Nicolás Sánchez-Rodríguez, the 2020-21 Carol G. Lederer Postdoctoral Fellow, was a wonderful addition to the Pembroke Center’s scholarly community. Over the course of the last year, Dr. Sánchez-Rodríguez developed his dissertation, which he completed at Duke University in 2020, into a book manuscript, participated thoughtfully in the Pembroke Seminar “Narrating Debt,” and taught a very successful undergraduate course, “Boom Towns: Finance and Literature in Latin America.” 

In that course, Dr. Sánchez-Rodríguez looked at fictional cities in the works of major Latin American authors. How each city was rendered as an economic force within the capitalist world-system allowed students to examine how the authors challenged common-sense narratives about economic development, progress, and social structures. Dr. Sánchez-Rodríguez described the course as “an immense pleasure” to teach, and noted he was deeply impressed by his students’ ability to use literature to account for finance’s gendered history. 

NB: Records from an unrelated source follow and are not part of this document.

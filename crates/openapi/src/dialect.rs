//! Output schema dialects.
//!
//! One conversion pass can target structurally different output shapes. The default dialect is
//! plain JSON Schema; the `Gemini` dialect spells type tokens in uppercase and expects binary
//! payloads as base64/URI strings instead of local file paths.

use serde::{Deserialize, Serialize};
use serde_json::{Value, json};

/// Key under which embedded component definitions are attached to a produced schema.
pub const DEFINITIONS_KEY: &str = "$defs";

/// Target dialect for converted schemas.
#[derive(Debug, Clone, Copy, Default, PartialEq, Eq, Deserialize, Serialize)]
#[serde(rename_all = "camelCase")]
pub enum SchemaDialect {
    /// Standard JSON Schema (lowercase type tokens).
    #[default]
    JsonSchema,
    /// Gemini function-declaration flavor (uppercase type tokens).
    Gemini,
}

impl SchemaDialect {
    /// Map an abstract primitive type name to this dialect's spelling.
    #[must_use]
    pub fn type_token(self, ty: &str) -> String {
        match self {
            SchemaDialect::JsonSchema => ty.to_string(),
            SchemaDialect::Gemini => ty.to_ascii_uppercase(),
        }
    }

    /// Schema emitted for `format: binary` fields.
    ///
    /// Binary payloads cannot travel through a JSON tool argument as-is, so the field is
    /// redeclared as a string whose description explains the expected encoding.
    #[must_use]
    pub fn binary_schema(self, description: Option<&str>) -> Value {
        let hint = match self {
            SchemaDialect::JsonSchema => {
                "absolute path to a local file; its contents are sent as the binary payload"
            }
            SchemaDialect::Gemini => "base64-encoded content, or a URI the service can fetch",
        };
        let description = match description {
            Some(d) => format!("{d} ({hint})"),
            None => hint.to_string(),
        };
        json!({ "type": self.type_token("string"), "description": description })
    }
}

/// Rewrite a component-schema name into the local-definitions namespace.
#[must_use]
pub fn local_definitions_ref(name: &str) -> String {
    format!("#/{DEFINITIONS_KEY}/{name}")
}
//! Tool-dispatch gateway.
//!
//! Exposes a compiled tool catalog to the MCP protocol layer: `list_tools()` /
//! `call_tool()`-shaped methods producing `rmcp` model types, stable external naming, and
//! normalization of every success and failure into a uniform content envelope. The transport
//! that frames requests and responses lives outside this crate.

pub mod config;
pub mod dispatch;

pub use config::GatewayConfig;
pub use dispatch::ToolGateway;
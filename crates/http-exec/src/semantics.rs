//! HTTP method semantics.
//!
//! Maps RFC 9110-style method semantics onto MCP `ToolAnnotations` so protocol clients can
//! tell read-only tools from destructive ones.

use reqwest::Method;
use rmcp::model::ToolAnnotations;

/// Generate MCP tool annotations from HTTP method semantics.
///
/// `open_world_hint` is always `true`: these tools interact with an external system. Unknown
/// or extension methods only set that hint and leave the rest unset.
#[must_use]
pub fn annotations_for_method(method: &Method) -> ToolAnnotations {
    let (read_only, destructive, idempotent) = match method.as_str() {
        "GET" | "HEAD" | "OPTIONS" => (Some(true), Some(false), Some(true)),
        "POST" => (Some(false), Some(false), Some(false)),
        "PUT" | "DELETE" => (Some(false), Some(true), Some(true)),
        // PATCH may or may not be idempotent; do not guess.
        "PATCH" => (Some(false), Some(true), None),
        _ => (None, None, None),
    };

    ToolAnnotations {
        title: None,
        read_only_hint: read_only,
        destructive_hint: destructive,
        idempotent_hint: idempotent,
        open_world_hint: Some(true),
    }
}
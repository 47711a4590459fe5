// Copyright (c) 2018 Fabian Schuiki
#[macro_use]
extern crate clap;
extern crate lexpar;
#[macro_use]
extern crate log;
extern crate stderrlog;

use std::io::{self, BufRead, Write};
use std::path::PathBuf;
use std::process;

use clap::{App, Arg, ArgMatches};
use lexpar::error::DefinitionsError;
use lexpar::grammar::ProductionId;
use lexpar::{Definitions, Parser, Tokenizer};

/// The token kind that is dropped before parsing.
const WHITESPACE: &str = "whitespace";

fn main() {
    let matches = App::new(crate_name!())
        .version(crate_version!())
        .author(crate_authors!())
        .about("Tokenizes and parses lines read from stdin")
        .arg(
            Arg::with_name("DEFINITIONS")
                .help("JSON file with the patterns and the grammar")
                .required(true),
        )
        .arg(
            Arg::with_name("verbose")
                .short("v")
                .multiple(true)
                .help("Increase the log verbosity"),
        )
        .get_matches();

    if let Err(e) = stderrlog::new()
        .module(module_path!())
        .verbosity(matches.occurrences_of("verbose") as usize)
        .init()
    {
        eprintln!("unable to initialize logging: {}", e);
    }

    if let Err(e) = run(&matches) {
        eprintln!("error: {}", e);
        process::exit(1);
    }
}

fn run(matches: &ArgMatches) -> Result<(), DefinitionsError> {
    let path = PathBuf::from(matches.value_of("DEFINITIONS").unwrap_or_default());
    let mut session = Session::load(path)?;
    let stdin = io::stdin();
    let mut stdout = io::stdout();
    loop {
        write!(stdout, "> ")?;
        stdout.flush()?;
        let mut line = String::new();
        if stdin.lock().read_line(&mut line)? == 0 {
            break;
        }
        match Command::parse(line.trim_end_matches(|c: char| c == '\n' || c == '\r')) {
            Command::Quit => break,
            Command::Print => session.print(),
            Command::SetRegex { name, regex } => session.set_regex(name, regex),
            Command::Persist => {
                if let Err(e) = session.persist() {
                    println!("{}", e);
                }
            }
            Command::Usage(usage) => println!("usage: {}", usage),
            Command::Eval(text) => session.eval(text),
        }
    }
    Ok(())
}

/// A line read from the user.
#[derive(Debug, PartialEq, Eq)]
enum Command<'a> {
    Quit,
    Print,
    SetRegex { name: &'a str, regex: &'a str },
    Persist,
    Usage(&'static str),
    Eval(&'a str),
}

impl<'a> Command<'a> {
    fn parse(line: &'a str) -> Command<'a> {
        let mut words = line.splitn(3, ' ');
        match words.next() {
            Some("quit") => Command::Quit,
            Some("print") => Command::Print,
            Some("persist") => Command::Persist,
            Some("setRegex") => match (words.next(), words.next()) {
                (Some(name), Some(regex)) if !name.is_empty() => Command::SetRegex {
                    name: name,
                    regex: regex,
                },
                _ => Command::Usage("setRegex NAME REGEX"),
            },
            _ => Command::Eval(line),
        }
    }
}

/// The definitions and the tokenizer and parser compiled from them.
struct Session {
    path: PathBuf,
    definitions: Definitions,
    tokenizer: Tokenizer,
    parser: Parser,
}

impl Session {
    fn load(path: PathBuf) -> Result<Session, DefinitionsError> {
        let definitions = Definitions::from_path(&path)?;
        let tokenizer = definitions.tokenizer()?;
        let parser = definitions.parser()?;
        Ok(Session {
            path: path,
            definitions: definitions,
            tokenizer: tokenizer,
            parser: parser,
        })
    }

    fn print(&self) {
        println!("Regular expressions");
        for (name, regex) in &self.definitions.regular_expressions {
            println!("  {}: {}", name, regex);
        }
        println!("Grammar");
        println!("  Start symbol: {}", self.definitions.grammar.start);
        let grammar = self.parser.grammar();
        for production in grammar.productions() {
            println!("  {}", production.pretty(grammar));
        }
    }

    fn set_regex(&mut self, name: &str, regex: &str) {
        if let Err(e) = self.definitions.set_pattern(name, regex) {
            println!("{}", e);
            return;
        }
        match self.definitions.tokenizer() {
            Ok(tokenizer) => self.tokenizer = tokenizer,
            Err(e) => println!("{}", e),
        }
    }

    fn persist(&self) -> Result<(), DefinitionsError> {
        self.definitions.persist(&self.path)?;
        info!("definitions written to {}", self.path.display());
        Ok(())
    }

    fn eval(&mut self, text: &str) {
        self.tokenizer.reset();
        let tokens = match self.tokenizer.tokenize_exact(text) {
            Ok(tokens) => tokens,
            Err(e) => {
                println!("{}", e);
                return;
            }
        };
        let tokens: Vec<_> = tokens
            .into_iter()
            .filter(|t| t.kind() != WHITESPACE)
            .collect();
        let listed: Vec<String> = tokens.iter().map(|t| t.to_string()).collect();
        println!("Tokens: [{}]", listed.join(", "));

        match self.parser.parse_exact(&tokens) {
            Ok(graph) => {
                let reductions: Vec<usize> = self
                    .parser
                    .reductions()
                    .iter()
                    .map(|&p: &ProductionId| p.as_usize())
                    .collect();
                println!("Reductions: {:?}", reductions);
                print!("{}", graph);
            }
            Err(e) => println!("{}", e),
        }
    }
}

#[cfg(test)]
mod tests {
    use super::*;

    #[test]
    fn commands() {
        assert_eq!(Command::parse("quit"), Command::Quit);
        assert_eq!(Command::parse("print"), Command::Print);
        assert_eq!(Command::parse("persist"), Command::Persist);
        assert_eq!(
            Command::parse("setRegex id (a|b) (a|b)*"),
            Command::SetRegex {
                name: "id",
                regex: "(a|b) (a|b)*",
            }
        );
        assert_eq!(Command::parse("setRegex id"), Command::Usage("setRegex NAME REGEX"));
        assert_eq!(Command::parse("12 + 3"), Command::Eval("12 + 3"));
        assert_eq!(Command::parse("quitting"), Command::Eval("quitting"));
    }
}
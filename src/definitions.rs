// Copyright (c) 2018 Fabian Schuiki

//! The definitions table: named patterns plus a grammar, stored as JSON.
//!
//! ```json
//! {
//!     "regularExpressions": { "number": "(0|1)(0|1)*", "+": "+" },
//!     "grammar": {
//!         "Start": "expr'",
//!         "Productions": [
//!             { "Head": "expr'", "Body": ["expr"], "Rule": { "Type": "" } },
//!             ...
//!         ]
//!     }
//! }
//! ```
//!
//! Pattern order is preserved, since it decides ties between patterns that
//! match equally long prefixes.

use std::fs;
use std::path::Path;
use std::str::FromStr;

use indexmap::IndexMap;
use serde::{Deserialize, Serialize};

use crate::error::{DefinitionsError, PatternError};
use crate::grammar::{Grammar, GrammarBuilder, SemanticRule};
use crate::lexer::Tokenizer;
use crate::parser::Parser;
use crate::regex;

/// A definitions table.
#[derive(Debug, Clone, Default, PartialEq, Eq, Serialize, Deserialize)]
pub struct Definitions {
    /// The patterns, by token kind.
    #[serde(rename = "regularExpressions", default)]
    pub regular_expressions: IndexMap<String, String>,
    /// The grammar.
    pub grammar: GrammarDefinition,
}

/// A grammar as written in a definitions table.
#[derive(Debug, Clone, Default, PartialEq, Eq, Serialize, Deserialize)]
#[serde(rename_all = "PascalCase")]
pub struct GrammarDefinition {
    /// The start symbol.
    pub start: String,
    /// The productions. The first one must be headed by the start symbol.
    #[serde(default)]
    pub productions: Vec<ProductionDefinition>,
}

/// A production as written in a definitions table.
#[derive(Debug, Clone, Default, PartialEq, Eq, Serialize, Deserialize)]
#[serde(rename_all = "PascalCase")]
pub struct ProductionDefinition {
    /// The head nonterminal.
    pub head: String,
    /// The body symbols.
    #[serde(default)]
    pub body: Vec<String>,
    /// The semantic rule.
    #[serde(default)]
    pub rule: RuleDefinition,
}

/// A semantic rule as written in a definitions table.
///
/// `Type` is one of `""`, `"none"`, `"copy"` or `"tree"`.
#[derive(Debug, Clone, Default, PartialEq, Eq, Serialize, Deserialize)]
#[serde(rename_all = "PascalCase")]
pub struct RuleDefinition {
    /// The kind of rule.
    #[serde(rename = "Type", default)]
    pub kind: String,
    /// The label of the node a tree rule creates.
    #[serde(default)]
    pub root_label: String,
    /// The body positions the rule refers to.
    #[serde(default)]
    pub children: Option<Vec<usize>>,
}

impl RuleDefinition {
    fn to_rule(&self, production: usize) -> Result<SemanticRule, DefinitionsError> {
        let children = self.children.clone().unwrap_or_default();
        match self.kind.as_str() {
            "" | "none" => Ok(SemanticRule::None),
            "copy" => match children.first() {
                Some(&child) => Ok(SemanticRule::Copy(child)),
                None => Err(DefinitionsError::MissingCopyChild {
                    production: production,
                }),
            },
            "tree" => Ok(SemanticRule::tree(self.root_label.as_str(), children)),
            other => Err(DefinitionsError::UnknownRule {
                production: production,
                kind: other.into(),
            }),
        }
    }
}

impl FromStr for Definitions {
    type Err = DefinitionsError;

    fn from_str(s: &str) -> Result<Definitions, DefinitionsError> {
        Ok(serde_json::from_str(s)?)
    }
}

impl Definitions {
    /// Read a definitions table from a file.
    pub fn from_path<P: AsRef<Path>>(path: P) -> Result<Definitions, DefinitionsError> {
        let content = fs::read_to_string(path.as_ref())?;
        let defs: Definitions = content.parse()?;
        debug!(
            "loaded {} patterns and {} productions from {}",
            defs.regular_expressions.len(),
            defs.grammar.productions.len(),
            path.as_ref().display()
        );
        Ok(defs)
    }

    /// Serialize the table as indented JSON.
    pub fn to_json(&self) -> Result<String, DefinitionsError> {
        Ok(serde_json::to_string_pretty(self)?)
    }

    /// Write the table to a file, replacing its contents.
    pub fn persist<P: AsRef<Path>>(&self, path: P) -> Result<(), DefinitionsError> {
        let json = self.to_json()?;
        fs::write(path, json)?;
        Ok(())
    }

    /// Add or replace a pattern.
    ///
    /// The pattern is only stored if it compiles.
    pub fn set_pattern<N: Into<String>, P: Into<String>>(
        &mut self,
        name: N,
        pattern: P,
    ) -> Result<(), PatternError> {
        let pattern = pattern.into();
        regex::compile(&pattern)?;
        self.regular_expressions.insert(name.into(), pattern);
        Ok(())
    }

    /// Compile the patterns into a tokenizer.
    pub fn tokenizer(&self) -> Result<Tokenizer, DefinitionsError> {
        let mut tokenizer = Tokenizer::new();
        for (name, pattern) in &self.regular_expressions {
            tokenizer
                .add_pattern(name.as_str(), pattern)
                .map_err(|source| DefinitionsError::Pattern {
                    name: name.clone(),
                    source: source,
                })?;
        }
        Ok(tokenizer)
    }

    /// Check and build the grammar.
    pub fn grammar(&self) -> Result<Grammar, DefinitionsError> {
        let mut builder = GrammarBuilder::new(self.grammar.start.as_str());
        for (index, production) in self.grammar.productions.iter().enumerate() {
            builder = builder.production(
                production.head.as_str(),
                &production.body,
                production.rule.to_rule(index)?,
            );
        }
        Ok(builder.build()?)
    }

    /// Build a parser for the grammar.
    pub fn parser(&self) -> Result<Parser, DefinitionsError> {
        Ok(Parser::new(self.grammar()?)?)
    }
}

#[cfg(test)]
mod tests {
    use super::*;
    use crate::error::GrammarError;

    const ARITHMETIC: &str = r#"{
        "regularExpressions": {
            "number": "(0|1|2|3|4|5|6|7|8|9)(0|1|2|3|4|5|6|7|8|9)*",
            "+": "+",
            "*": "*",
            "(": "/(",
            ")": "/)",
            "whitespace": "( )( )*"
        },
        "grammar": {
            "Start": "expr'",
            "Productions": [
                {
                    "Head": "expr'",
                    "Body": ["expr"],
                    "Rule": {"Type": "", "RootLabel": "", "Children": null}
                },
                {
                    "Head": "expr",
                    "Body": ["expr", "+", "term"],
                    "Rule": {"Type": "tree", "RootLabel": "+", "Children": [0, 2]}
                },
                {"Head": "expr", "Body": ["term"], "Rule": {"Type": ""}},
                {
                    "Head": "term",
                    "Body": ["term", "*", "factor"],
                    "Rule": {"Type": "tree", "RootLabel": "*", "Children": [0, 2]}
                },
                {"Head": "term", "Body": ["factor"]},
                {"Head": "factor", "Body": ["number"], "Rule": {"Type": "none"}},
                {
                    "Head": "factor",
                    "Body": ["(", "expr", ")"],
                    "Rule": {"Type": "copy", "Children": [1]}
                }
            ]
        }
    }"#;

    #[test]
    fn loads_arithmetic() {
        let defs: Definitions = ARITHMETIC.parse().unwrap();
        let names: Vec<&str> = defs.regular_expressions.keys().map(|s| s.as_str()).collect();
        assert_eq!(names, vec!["number", "+", "*", "(", ")", "whitespace"]);
        assert_eq!(defs.grammar.productions.len(), 7);
        assert_eq!(
            defs.grammar.productions[6].rule.to_rule(6).unwrap(),
            SemanticRule::Copy(1)
        );
        assert_eq!(
            defs.grammar.productions[1].rule.to_rule(1).unwrap(),
            SemanticRule::tree("+", vec![0, 2])
        );

        let mut tokenizer = defs.tokenizer().unwrap();
        let mut parser = defs.parser().unwrap();
        let tokens: Vec<_> = tokenizer
            .tokenize("2 * (3 + 4)")
            .into_iter()
            .filter(|t| t.kind() != "whitespace")
            .collect();
        let graph = parser.parse(&tokens);
        assert!(parser.is_accepted());
        assert_eq!(format!("{}", graph), "*\n  2\n  +\n    3\n    4\n");
    }

    #[test]
    fn survives_serialization() {
        let defs: Definitions = ARITHMETIC.parse().unwrap();
        let json = defs.to_json().unwrap();
        assert!(json.contains("\"regularExpressions\""));
        assert!(json.contains("\"RootLabel\""));
        let again: Definitions = json.parse().unwrap();
        assert_eq!(defs, again);
    }

    #[test]
    fn set_pattern_checks_the_pattern() {
        let mut defs: Definitions = ARITHMETIC.parse().unwrap();
        assert!(defs.set_pattern("id", "(a|b)*)").is_err());
        assert!(!defs.regular_expressions.contains_key("id"));
        defs.set_pattern("number", "(0|1)(0|1)*").unwrap();
        assert_eq!(defs.regular_expressions.get_index_of("number"), Some(0));
        assert_eq!(defs.regular_expressions["number"], "(0|1)(0|1)*");
    }

    #[test]
    fn reports_bad_definitions() {
        let mut defs: Definitions = ARITHMETIC.parse().unwrap();
        defs.grammar.productions[1].rule.kind = "subtree".into();
        match defs.grammar() {
            Err(DefinitionsError::UnknownRule { production, kind }) => {
                assert_eq!(production, 1);
                assert_eq!(kind, "subtree");
            }
            other => panic!("expected an unknown rule, got {:?}", other),
        }

        let mut defs: Definitions = ARITHMETIC.parse().unwrap();
        defs.grammar.productions[6].rule.children = None;
        match defs.grammar() {
            Err(DefinitionsError::MissingCopyChild { production: 6 }) => (),
            other => panic!("expected a missing copy child, got {:?}", other),
        }

        let mut defs: Definitions = ARITHMETIC.parse().unwrap();
        defs.grammar.start = "expr".into();
        match defs.parser() {
            Err(DefinitionsError::Grammar(GrammarError::StartMismatch { .. })) => (),
            other => panic!("expected a start mismatch, got {:?}", other.map(|_| ())),
        }

        let mut defs: Definitions = ARITHMETIC.parse().unwrap();
        defs.grammar.productions[6].body[1] = "expr'".into();
        match defs.parser() {
            Err(DefinitionsError::Grammar(GrammarError::StartInBody { production: 6, .. })) => (),
            other => panic!("expected the start symbol in a body, got {:?}", other.map(|_| ())),
        }

        let mut defs: Definitions = ARITHMETIC.parse().unwrap();
        defs.regular_expressions.insert("bad".into(), "((".into());
        match defs.tokenizer() {
            Err(DefinitionsError::Pattern { name, .. }) => assert_eq!(name, "bad"),
            other => panic!("expected a pattern error, got {:?}", other.map(|_| ())),
        }

        assert!("{".parse::<Definitions>().is_err());
    }
}
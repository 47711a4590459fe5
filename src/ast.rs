// Copyright (c) 2018 Fabian Schuiki

//! Syntax graphs built during parsing.

use std::fmt;
use std::ops::Index;

/// A unique node identifier.
#[derive(Debug, Clone, Copy, PartialEq, Eq, PartialOrd, Ord, Hash)]
pub struct NodeId(usize);

impl NodeId {
    /// Create a node id from a usize.
    pub fn from_usize(id: usize) -> NodeId {
        NodeId(id)
    }

    /// Obtain the id as a usize.
    pub fn as_usize(self) -> usize {
        self.0
    }
}

impl fmt::Display for NodeId {
    fn fmt(&self, f: &mut fmt::Formatter) -> fmt::Result {
        write!(f, "{}", self.0)
    }
}

/// An abstract syntax tree stored as an arena of labeled nodes.
///
/// Nodes are only ever added. A node's id is its index in the arena.
#[derive(Debug, Clone, Default, PartialEq, Eq)]
pub struct SyntaxGraph {
    labels: Vec<String>,
    children: Vec<Vec<NodeId>>,
    root: Option<NodeId>,
}

impl SyntaxGraph {
    /// Create an empty graph.
    pub fn new() -> SyntaxGraph {
        SyntaxGraph::default()
    }

    /// Add a node without children.
    pub fn add_node<S: Into<String>>(&mut self, label: S) -> NodeId {
        let id = NodeId(self.labels.len());
        self.labels.push(label.into());
        self.children.push(Vec::new());
        id
    }

    /// Append `child` to the children of `parent`.
    pub fn add_edge(&mut self, parent: NodeId, child: NodeId) {
        self.children[parent.0].push(child);
    }

    /// The label of a node.
    pub fn label(&self, id: NodeId) -> &str {
        &self.labels[id.0]
    }

    /// The children of a node, from left to right.
    pub fn children(&self, id: NodeId) -> &[NodeId] {
        &self.children[id.0]
    }

    /// The root node. `None` if nothing was parsed.
    pub fn root(&self) -> Option<NodeId> {
        self.root
    }

    /// Set the root node.
    pub fn set_root(&mut self, root: Option<NodeId>) {
        self.root = root;
    }

    /// The number of nodes.
    pub fn len(&self) -> usize {
        self.labels.len()
    }

    /// Whether the graph has no nodes.
    pub fn is_empty(&self) -> bool {
        self.labels.is_empty()
    }

    /// Remove all nodes.
    pub fn clear(&mut self) {
        self.labels.clear();
        self.children.clear();
        self.root = None;
    }

    fn fmt_node(&self, f: &mut fmt::Formatter, id: NodeId, depth: usize) -> fmt::Result {
        writeln!(f, "{:indent$}{}", "", self.label(id), indent = depth * 2)?;
        for &child in self.children(id) {
            self.fmt_node(f, child, depth + 1)?;
        }
        Ok(())
    }
}

impl Index<NodeId> for SyntaxGraph {
    type Output = str;

    fn index(&self, index: NodeId) -> &str {
        self.label(index)
    }
}

/// Prints the tree below the root, one node per line, indented by depth.
impl fmt::Display for SyntaxGraph {
    fn fmt(&self, f: &mut fmt::Formatter) -> fmt::Result {
        match self.root {
            Some(root) => self.fmt_node(f, root, 0),
            None => write!(f, "<empty>"),
        }
    }
}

The preoccupations of that course aligned well with the Pembroke Seminar “Narrating Debt,” which explored the many ways of narrating—or witnessing—the condition of being indebted and the historical rise of indebtedness as a mode of governance and mapped rhetorical or narratological techniques, genres, and gendered voices within various narratives of debt. The seminar was also helpful in unearthing a range of interdisciplinary perspectives and new research resources that were useful in Dr. Sánchez-Rodríguez’s writing as he expanded on his dissertation “The Minted-City: Money, Value, and Crises in Nineteenth-Century Colombia.”

Furthermore, in collaboration with Pembroke Center postdoctoral fellows Sa Whitley and Hannah Frydman, Dr. Sánchez-Rodríguez convened top scholars for a two-day April 2021 virtual symposium, “Unsettling Accounts: Intersectional Approaches to the Politics of Debt.” This well-attended symposium examined how debt operates as a mode of social control and discipline across axes of race, gender, sexuality, citizenship, and ability. Public events like this one serve the broader community by driving scholarly discourse forward and creating new knowledge.

Dr. Sánchez-Rodríguez was a wonderful addition to the Pembroke Center community. Now, he is a Cotsen postdoctoral fellow at the Princeton Society of Fellows, with an appointment in the Department of Spanish and Portuguese. He will continue researching the relationship between finance, culture, and power in Latin America since the nineteenth century.